LE TROU NOIR : ÉPILOGUE

ÉPILOGUE OU INTRODUCTION ?

Réponse : les deux, mon capitaine !

Oui c’est bien l’épilogue de la première partie, celle que nous avons appelée “Le Trou Noir”, imageant fort bien l’état d’esprit et d’humeur qu’étaient les nôtres concernant Christophe, et déjà Christina. Christina d’abord, comme nous l’avions affirmé dès les signes avant-coureurs de la catastrophe.

Mais, l’histoire a continué… jusqu’à ce jour et au-delà, vous le verrez bientôt, avec des phases bien distinctes, d’où la noirceur ne sera jamais exclue : la noirceur du clan Sysoev et de ses parasites.

 

ÉPILOGUE DU “TROU NOIR”

En résumé, mon dernier contact direct avec Christophe était le 17 août 2013.

Après une période de réassurance entre Pierre et moi, il a bien fallu se rendre à l’évidence : un malheur était arrivé.

À l’exception d’un policier qui fait honneur à sa profession, les autorités françaises – usons d’un euphémisme – ont été d’une aide relative.

Notre avocate russe, Me Sologoub est notre intermédiaire dévouée, quasi infatigable. Sans ses efforts incessants, rien n’aurait pu avancer.
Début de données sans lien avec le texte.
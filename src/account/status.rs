//! Derived account status

use super::device::{DeviceId, MASTER_ID};
use super::types::Account;

/// How recently an account must have been seen to count as active
pub const ACTIVE_WINDOW_DAYS: u64 = 365;

const MILLIS_PER_DAY: u64 = 24 * 60 * 60 * 1000;

impl Account {
    /// Whether the account is alive as of now
    pub fn is_active(&self) -> bool {
        self.is_active_at(current_timestamp())
    }

    /// Whether the account is alive as of `now` (unix millis).
    ///
    /// Requires an active master device and overall activity within the
    /// last [`ACTIVE_WINDOW_DAYS`].
    pub fn is_active_at(&self, now: u64) -> bool {
        match self.master_device() {
            Some(master) if master.is_active() => {
                self.last_seen() > now.saturating_sub(ACTIVE_WINDOW_DAYS * MILLIS_PER_DAY)
            }
            _ => false,
        }
    }

    /// Most recent activity across all devices, active or not; 0 when empty
    pub fn last_seen(&self) -> u64 {
        self.devices().map(|d| d.last_seen).max().unwrap_or(0)
    }

    pub fn active_device_count(&self) -> usize {
        self.devices().filter(|d| d.is_active()).count()
    }

    /// Identifier to hand to the next provisioned device.
    ///
    /// The lowest inactive identifier is recycled first. Otherwise one past
    /// the highest identifier in use, never below the master identifier.
    /// If the highest identifier is `DeviceId::MAX`, the lowest unused
    /// identifier above the master is handed out instead.
    /// Active identifiers are never handed out.
    pub fn next_device_id(&self) -> DeviceId {
        if let Some(inactive) = self.devices().find(|d| !d.is_active()) {
            return inactive.id();
        }

        self.devices()
            .map(|d| d.id())
            .fold(MASTER_ID, DeviceId::max)
            .checked_add(1)
            .unwrap_or_else(|| self.lowest_unused_device_id())
    }

    // A device map can never fill the id space, so a gap always exists.
    fn lowest_unused_device_id(&self) -> DeviceId {
        (MASTER_ID + 1..=DeviceId::MAX)
            .find(|id| self.device(*id).is_none())
            .unwrap_or(MASTER_ID)
    }

    /// True iff every active device accepts unidentified delivery.
    ///
    /// Holds vacuously when no device is active.
    pub fn is_unauthenticated_delivery_supported(&self) -> bool {
        self.devices()
            .filter(|d| d.is_active())
            .all(|d| d.is_unauthenticated_delivery_supported())
    }
}

pub(crate) fn current_timestamp() -> u64 {
    u64::try_from(chrono::Utc::now().timestamp_millis()).unwrap_or(0)
}

#[cfg(test)]
mod tests {
    use super::*;
    use crate::account::device::Device;

    const NOW: u64 = 1_700_000_000_000;

    fn account(devices: Vec<Device>) -> Account {
        Account::with_devices("+14151111111", devices, None)
    }

    #[test]
    fn test_last_seen() {
        assert_eq!(account(vec![]).last_seen(), 0);

        let a = account(vec![
            Device::new(1).with_last_seen(100),
            Device::new(2).with_last_seen(200).with_active(false),
        ]);
        assert_eq!(a.last_seen(), 200);
    }

    #[test]
    fn test_last_seen_only_grows_on_add() {
        let mut a = account(vec![Device::new(1).with_last_seen(500)]);
        a.add_device(Device::new(2).with_last_seen(100));
        assert_eq!(a.last_seen(), 500);
        a.add_device(Device::new(3).with_last_seen(700));
        assert_eq!(a.last_seen(), 700);
    }

    #[test]
    fn test_active_device_count() {
        let a = account(vec![
            Device::new(1),
            Device::new(2),
            Device::new(3).with_active(false),
        ]);
        assert_eq!(a.active_device_count(), 2);
        assert_eq!(account(vec![]).active_device_count(), 0);
    }

    #[test]
    fn test_is_active_requires_master() {
        let a = account(vec![Device::new(2).with_last_seen(NOW)]);
        assert!(!a.is_active_at(NOW));
        assert!(!account(vec![]).is_active_at(NOW));
    }

    #[test]
    fn test_is_active_requires_active_master() {
        let a = account(vec![
            Device::new(1).with_active(false).with_last_seen(NOW),
            Device::new(2).with_last_seen(NOW),
        ]);
        assert!(!a.is_active_at(NOW));
    }

    #[test]
    fn test_is_active_window() {
        let window = ACTIVE_WINDOW_DAYS * MILLIS_PER_DAY;

        let recent = account(vec![Device::new(1).with_last_seen(NOW - window + 1)]);
        assert!(recent.is_active_at(NOW));

        let dormant = account(vec![Device::new(1).with_last_seen(NOW - window)]);
        assert!(!dormant.is_active_at(NOW));
    }

    #[test]
    fn test_is_active_uses_any_device_last_seen() {
        let a = account(vec![
            Device::new(1).with_last_seen(0),
            Device::new(2).with_active(false).with_last_seen(NOW),
        ]);
        assert!(a.is_active_at(NOW));
    }

    #[test]
    fn test_is_active_now() {
        let a = account(vec![Device::new(1).with_last_seen(current_timestamp())]);
        assert!(a.is_active());
    }

    #[test]
    fn test_next_device_id_reuses_inactive() {
        let a = account(vec![
            Device::new(1),
            Device::new(2).with_active(false),
            Device::new(3),
        ]);
        assert_eq!(a.next_device_id(), 2);
    }

    #[test]
    fn test_next_device_id_lowest_inactive_wins() {
        let a = account(vec![
            Device::new(1),
            Device::new(5).with_active(false),
            Device::new(3).with_active(false),
            Device::new(4),
        ]);
        assert_eq!(a.next_device_id(), 3);
    }

    #[test]
    fn test_next_device_id_grows() {
        let a = account(vec![Device::new(1), Device::new(2)]);
        assert_eq!(a.next_device_id(), 3);

        let sparse = account(vec![Device::new(1), Device::new(7)]);
        assert_eq!(sparse.next_device_id(), 8);
    }

    #[test]
    fn test_next_device_id_max_id() {
        let a = account(vec![Device::new(1), Device::new(DeviceId::MAX)]);
        assert_eq!(a.next_device_id(), 2);

        let crowded = account(vec![
            Device::new(1),
            Device::new(2),
            Device::new(3),
            Device::new(DeviceId::MAX),
        ]);
        assert_eq!(crowded.next_device_id(), 4);
    }

    #[test]
    fn test_next_device_id_max_id_from_json() {
        let json = r#"{"number":"+1","devices":[
            {"id":1,"active":true,"lastSeen":0,"unidentifiedDelivery":false},
            {"id":18446744073709551615,"active":true,"lastSeen":0,"unidentifiedDelivery":false}
        ]}"#;
        let a: Account = serde_json::from_str(json).unwrap();
        assert_eq!(a.next_device_id(), 2);
    }

    #[test]
    fn test_next_device_id_floor() {
        assert_eq!(account(vec![]).next_device_id(), MASTER_ID + 1);
    }

    #[test]
    fn test_unauthenticated_delivery() {
        assert!(account(vec![]).is_unauthenticated_delivery_supported());

        let mixed = account(vec![
            Device::new(1).with_unauthenticated_delivery(true),
            Device::new(2),
        ]);
        assert!(!mixed.is_unauthenticated_delivery_supported());

        let inactive_excluded = account(vec![
            Device::new(1).with_unauthenticated_delivery(true),
            Device::new(2).with_active(false),
        ]);
        assert!(inactive_excluded.is_unauthenticated_delivery_supported());

        let all_inactive = account(vec![Device::new(1).with_active(false)]);
        assert!(all_inactive.is_unauthenticated_delivery_supported());
    }
}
Malgré tous nos essais de contact par Skype et divers numéros de téléphone, nous n’avons eu que trois contacts avec Dina, tous après forte stimulation de notre part :

Un courriel du 9 septembre dans lequel elle veut faire croire que tout est normal.

Un courriel du 28 septembre dans lequel elle se dit inquiète et déprimée.

Un courriel du 16 octobre, de la même veine, où elle rajoute le trouble de Christina.

Donc, en 60 jours, cette épouse n’a pas jugé utile de se rendre spontanément à la police, a prétexté l’incohérent, a débité des mensonges invraisemblables, n’a pas une seule fois сherché à me joindre, moi, sa seule belle-sœur avec qui elle était en contact amical et familial, qu’elle attendait en novembre, moi, la sœur de son mari, la marraine de sa fille.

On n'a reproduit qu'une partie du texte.